Clip description
In one of the first big swells on the north shore of Hawaii in January 1968, the cream of the world’s surfers gather to size each other up at Haleiwa.
Curator’s notes
The middle of the film is all set in Hawaii, most of it following a hot new Australian surfer, Peter Drouyn, as he makes his Hawaiian debut. Drouyn, born in 1949, had won the Queensland championship at 15, in 1965. That same year he won the NSW junior championship as well, even after he was badly assaulted by some surfers at Manly, the night before the contest. This footage is from late 1967-early 1968, shortly after his 18th birthday. In 1970, he was ranked number one surfer in the world.
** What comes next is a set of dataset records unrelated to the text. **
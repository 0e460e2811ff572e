//! Core SOS data types.
//!
//! A [`SosEvent`] is the durable record of one successful activation. It is
//! only ever built from a [`NewSosEvent`], which requires both a location fix
//! and an uploaded audio URL.

use std::fmt;

use chrono::{DateTime, Utc};
use serde::{Deserialize, Serialize};

/// A single resolved geographic position.
#[derive(Debug, Clone, Copy, PartialEq, Serialize, Deserialize)]
pub struct LocationFix {
    /// Latitude in decimal degrees.
    pub latitude: f64,
    /// Longitude in decimal degrees.
    pub longitude: f64,
    /// Horizontal accuracy radius in meters, if the provider reports one.
    #[serde(skip_serializing_if = "Option::is_none")]
    pub accuracy: Option<f64>,
}

impl LocationFix {
    /// Create a fix without accuracy information.
    #[must_use]
    pub fn new(latitude: f64, longitude: f64) -> Self {
        Self {
            latitude,
            longitude,
            accuracy: None,
        }
    }

    /// Attach an accuracy radius in meters.
    #[must_use]
    pub fn with_accuracy(mut self, accuracy: f64) -> Self {
        self.accuracy = Some(accuracy);
        self
    }
}

impl fmt::Display for LocationFix {
    fn fmt(&self, f: &mut fmt::Formatter<'_>) -> fmt::Result {
        write!(f, "{:.6}, {:.6}", self.latitude, self.longitude)?;
        if let Some(accuracy) = self.accuracy {
            write!(f, " (±{accuracy:.0} m)")?;
        }
        Ok(())
    }
}

/// The fields needed to insert an SOS event.
#[derive(Debug, Clone, PartialEq, Serialize, Deserialize)]
pub struct NewSosEvent {
    /// The user who triggered the activation.
    pub user_id: String,
    /// Latitude of the fix taken at activation.
    pub latitude: f64,
    /// Longitude of the fix taken at activation.
    pub longitude: f64,
    /// Public URL of the uploaded recording.
    pub audio_url: String,
}

impl NewSosEvent {
    /// Build an insertable event from a fix and an uploaded clip URL.
    #[must_use]
    pub fn new(user_id: impl Into<String>, fix: LocationFix, audio_url: impl Into<String>) -> Self {
        Self {
            user_id: user_id.into(),
            latitude: fix.latitude,
            longitude: fix.longitude,
            audio_url: audio_url.into(),
        }
    }
}

/// A persisted SOS event.
///
/// Immutable once stored; removed only by an explicit delete from history.
#[derive(Debug, Clone, PartialEq, Serialize, Deserialize)]
pub struct SosEvent {
    /// Identifier assigned by the store.
    pub id: i64,
    /// The user who triggered the activation.
    pub user_id: String,
    /// Latitude of the fix taken at activation.
    pub latitude: f64,
    /// Longitude of the fix taken at activation.
    pub longitude: f64,
    /// Public URL of the uploaded recording.
    pub audio_url: String,
    /// When the record was created.
    pub created_at: DateTime<Utc>,
}

impl SosEvent {
    /// The coordinates of this event as a fix.
    #[must_use]
    pub fn location(&self) -> LocationFix {
        LocationFix::new(self.latitude, self.longitude)
    }
}

#[cfg(test)]
mod tests {
    use super::*;

    #[test]
    fn test_location_fix_display() {
        let fix = LocationFix::new(12.9, 77.6);
        assert_eq!(fix.to_string(), "12.900000, 77.600000");

        let fix = fix.with_accuracy(8.4);
        assert_eq!(fix.to_string(), "12.900000, 77.600000 (±8 m)");
    }

    #[test]
    fn test_new_sos_event_from_fix() {
        let fix = LocationFix::new(12.9, 77.6).with_accuracy(5.0);
        let event = NewSosEvent::new("user-1", fix, "https://x/y.m4a");

        assert_eq!(event.user_id, "user-1");
        assert!((event.latitude - 12.9).abs() < f64::EPSILON);
        assert!((event.longitude - 77.6).abs() < f64::EPSILON);
        assert_eq!(event.audio_url, "https://x/y.m4a");
    }

    #[test]
    fn test_sos_event_location() {
        let event = SosEvent {
            id: 1,
            user_id: "user-1".to_string(),
            latitude: -33.86,
            longitude: 151.21,
            audio_url: "https://x/y.m4a".to_string(),
            created_at: Utc::now(),
        };
        assert_eq!(event.location(), LocationFix::new(-33.86, 151.21));
    }

    #[test]
    fn test_location_fix_skips_missing_accuracy() {
        let json = serde_json::to_string(&LocationFix::new(1.0, 2.0)).unwrap();
        assert!(!json.contains("accuracy"));
    }

    #[test]
    fn test_sos_event_serialization() {
        let event = SosEvent {
            id: 7,
            user_id: "user-1".to_string(),
            latitude: 12.9,
            longitude: 77.6,
            audio_url: "https://x/y.m4a".to_string(),
            created_at: Utc::now(),
        };

        let json = serde_json::to_string(&event).unwrap();
        let deserialized: SosEvent = serde_json::from_str(&json).unwrap();
        assert_eq!(event, deserialized);
    }
}
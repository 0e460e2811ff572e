//! Configuration management for sosbeacon.
//!
//! This module provides configuration loading and validation using figment,
//! supporting TOML config files, environment variables, and defaults.

use std::path::PathBuf;
use std::time::Duration;

use figment::{
    providers::{Env, Format, Serialized, Toml},
    Figment,
};
use serde::{Deserialize, Serialize};

use crate::error::{Error, Result};

/// Default configuration file name.
const CONFIG_FILE_NAME: &str = "config.toml";

/// Default data directory name.
const DATA_DIR_NAME: &str = "sosbeacon";

/// Default database file name.
const DATABASE_FILE_NAME: &str = "sos_events.db";

/// Default media directory name.
const MEDIA_DIR_NAME: &str = "media";

/// Default recordings working directory name.
const RECORDINGS_DIR_NAME: &str = "recordings";

/// Application configuration.
///
/// Configuration is loaded from (in order of precedence, highest first):
/// 1. Environment variables (prefixed with `SOSBEACON_`)
/// 2. TOML config file at `~/.config/sosbeacon/config.toml`
/// 3. Default values
#[derive(Debug, Clone, Default, PartialEq, Serialize, Deserialize)]
#[serde(default)]
pub struct Config {
    /// Activation configuration.
    pub sos: SosConfig,
    /// Storage configuration.
    pub storage: StorageConfig,
    /// Device stand-in configuration.
    pub device: DeviceConfig,
}

/// Activation-related configuration.
#[derive(Debug, Clone, PartialEq, Serialize, Deserialize)]
#[serde(default)]
pub struct SosConfig {
    /// User the SOS events are filed under.
    pub user_id: String,
    /// Length of the recorded audio clip in seconds.
    pub recording_duration_secs: u64,
    /// How long to wait for a location fix in seconds.
    pub location_timeout_secs: u64,
}

/// Storage-related configuration.
#[derive(Debug, Clone, Default, PartialEq, Serialize, Deserialize)]
#[serde(default)]
pub struct StorageConfig {
    /// Path to the database file.
    /// Defaults to `~/.local/share/sosbeacon/sos_events.db`
    pub database_path: Option<PathBuf>,
    /// Directory uploaded clips are stored in.
    /// Defaults to `~/.local/share/sosbeacon/media`
    pub media_dir: Option<PathBuf>,
    /// Base URL uploaded clips are published under.
    /// Defaults to a `file://` URL of the media directory.
    pub public_base_url: Option<String>,
}

/// Configuration of the headless device stand-ins.
#[derive(Debug, Clone, PartialEq, Serialize, Deserialize)]
#[serde(default)]
pub struct DeviceConfig {
    /// Latitude reported by the location stand-in.
    pub latitude: f64,
    /// Longitude reported by the location stand-in.
    pub longitude: f64,
    /// Accuracy radius in meters reported with the fix.
    pub accuracy_m: f64,
    /// Whether location permission is granted.
    pub location_permission: bool,
    /// Whether microphone permission is granted.
    pub microphone_permission: bool,
    /// Clip copied into each recording. A silent clip is generated if unset.
    pub clip_path: Option<PathBuf>,
    /// Working directory for in-progress recordings.
    /// Defaults to `~/.local/share/sosbeacon/recordings`
    pub recordings_dir: Option<PathBuf>,
}

impl Default for SosConfig {
    fn default() -> Self {
        Self {
            user_id: "local-user".to_string(),
            recording_duration_secs: 10,
            location_timeout_secs: 15,
        }
    }
}

impl Default for DeviceConfig {
    fn default() -> Self {
        Self {
            latitude: 0.0,
            longitude: 0.0,
            accuracy_m: 10.0,
            location_permission: true,
            microphone_permission: true,
            clip_path: None,
            recordings_dir: None,
        }
    }
}

impl Config {
    /// Load configuration from all sources.
    ///
    /// Configuration is loaded in this order (later sources override earlier):
    /// 1. Default values
    /// 2. TOML config file (if exists)
    /// 3. Environment variables (prefixed with `SOSBEACON_`)
    ///
    /// # Errors
    ///
    /// Returns an error if configuration loading or parsing fails.
    pub fn load() -> Result<Self> {
        Self::load_from(None)
    }

    /// Load configuration with an optional custom config path.
    ///
    /// # Errors
    ///
    /// Returns an error if configuration loading or parsing fails.
    pub fn load_from(config_path: Option<PathBuf>) -> Result<Self> {
        let config_file = config_path.unwrap_or_else(Self::default_config_path);

        let figment = Figment::new()
            .merge(Serialized::defaults(Config::default()))
            .merge(Toml::file(&config_file))
            .merge(Env::prefixed("SOSBEACON_").split("__"));

        let config: Config = figment.extract()?;
        config.validate()?;
        Ok(config)
    }

    /// Get the default configuration file path.
    #[must_use]
    pub fn default_config_path() -> PathBuf {
        dirs::config_dir()
            .unwrap_or_else(|| PathBuf::from(".config"))
            .join(DATA_DIR_NAME)
            .join(CONFIG_FILE_NAME)
    }

    /// Get the default data directory path.
    #[must_use]
    pub fn default_data_dir() -> PathBuf {
        dirs::data_local_dir()
            .unwrap_or_else(|| PathBuf::from(".local/share"))
            .join(DATA_DIR_NAME)
    }

    /// Validate the configuration.
    ///
    /// # Errors
    ///
    /// Returns an error if any configuration values are invalid.
    pub fn validate(&self) -> Result<()> {
        if self.sos.user_id.trim().is_empty() {
            return Err(Error::ConfigValidation {
                message: "user_id must not be empty".to_string(),
            });
        }

        if self.sos.recording_duration_secs == 0 {
            return Err(Error::ConfigValidation {
                message: "recording_duration_secs must be greater than 0".to_string(),
            });
        }

        if self.sos.location_timeout_secs == 0 {
            return Err(Error::ConfigValidation {
                message: "location_timeout_secs must be greater than 0".to_string(),
            });
        }

        if !(-90.0..=90.0).contains(&self.device.latitude) {
            return Err(Error::ConfigValidation {
                message: format!("latitude ({}) must be within [-90, 90]", self.device.latitude),
            });
        }

        if !(-180.0..=180.0).contains(&self.device.longitude) {
            return Err(Error::ConfigValidation {
                message: format!(
                    "longitude ({}) must be within [-180, 180]",
                    self.device.longitude
                ),
            });
        }

        if self.device.accuracy_m.is_nan() || self.device.accuracy_m < 0.0 {
            return Err(Error::ConfigValidation {
                message: "accuracy_m must not be negative".to_string(),
            });
        }

        if let Some(url) = &self.storage.public_base_url {
            if url.trim().is_empty() {
                return Err(Error::ConfigValidation {
                    message: "public_base_url must not be empty".to_string(),
                });
            }
        }

        Ok(())
    }

    /// Get the database path, resolving defaults if not set.
    #[must_use]
    pub fn database_path(&self) -> PathBuf {
        self.storage
            .database_path
            .clone()
            .unwrap_or_else(|| Self::default_data_dir().join(DATABASE_FILE_NAME))
    }

    /// Get the media directory, resolving defaults if not set.
    #[must_use]
    pub fn media_dir(&self) -> PathBuf {
        self.storage
            .media_dir
            .clone()
            .unwrap_or_else(|| Self::default_data_dir().join(MEDIA_DIR_NAME))
    }

    /// Get the public base URL for uploaded clips, resolving defaults if not set.
    #[must_use]
    pub fn public_base_url(&self) -> String {
        self.storage
            .public_base_url
            .clone()
            .unwrap_or_else(|| format!("file://{}", self.media_dir().display()))
    }

    /// Get the recordings working directory, resolving defaults if not set.
    #[must_use]
    pub fn recordings_dir(&self) -> PathBuf {
        self.device
            .recordings_dir
            .clone()
            .unwrap_or_else(|| Self::default_data_dir().join(RECORDINGS_DIR_NAME))
    }

    /// Get the recording window as a Duration.
    #[must_use]
    pub fn recording_window(&self) -> Duration {
        Duration::from_secs(self.sos.recording_duration_secs)
    }

    /// Get the location timeout as a Duration.
    #[must_use]
    pub fn location_timeout(&self) -> Duration {
        Duration::from_secs(self.sos.location_timeout_secs)
    }
}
The scenes are shot at Haleiwa, on the north shore of Oahu, and they give a good impression of how competitive surfing had become. This was before the establishment of a surfing pro tour, so this is more like a free-for-all, in which almost every gun surfer in the world tries to establish a place in the pecking order. Many of these names are now legendary: Joey Cabell, Mike Doyle, Ben Aipa, Nat Young.
What no one knew at the time was that Peter Drouyn was living a troubled life. In an article in 2011 in The Sydney Morning Herald, he described how he had suffered from panic attacks from the age of 12, confused by the persistent feeling that he was ‘supposed to be female’. He told reporter Frank Robson that from the age of 13, he identified surfing as the only way that he could escape his gender torment. He set himself a series of goals that he had to achieve, in order to stop feeling scared. Riding huge waves in Hawaii was one of those challenges. Another was to become world champion, which he did not achieve, although he came close in 1970, at Bells Beach in Victoria. Drouyn now lives as a woman on the Gold Coast.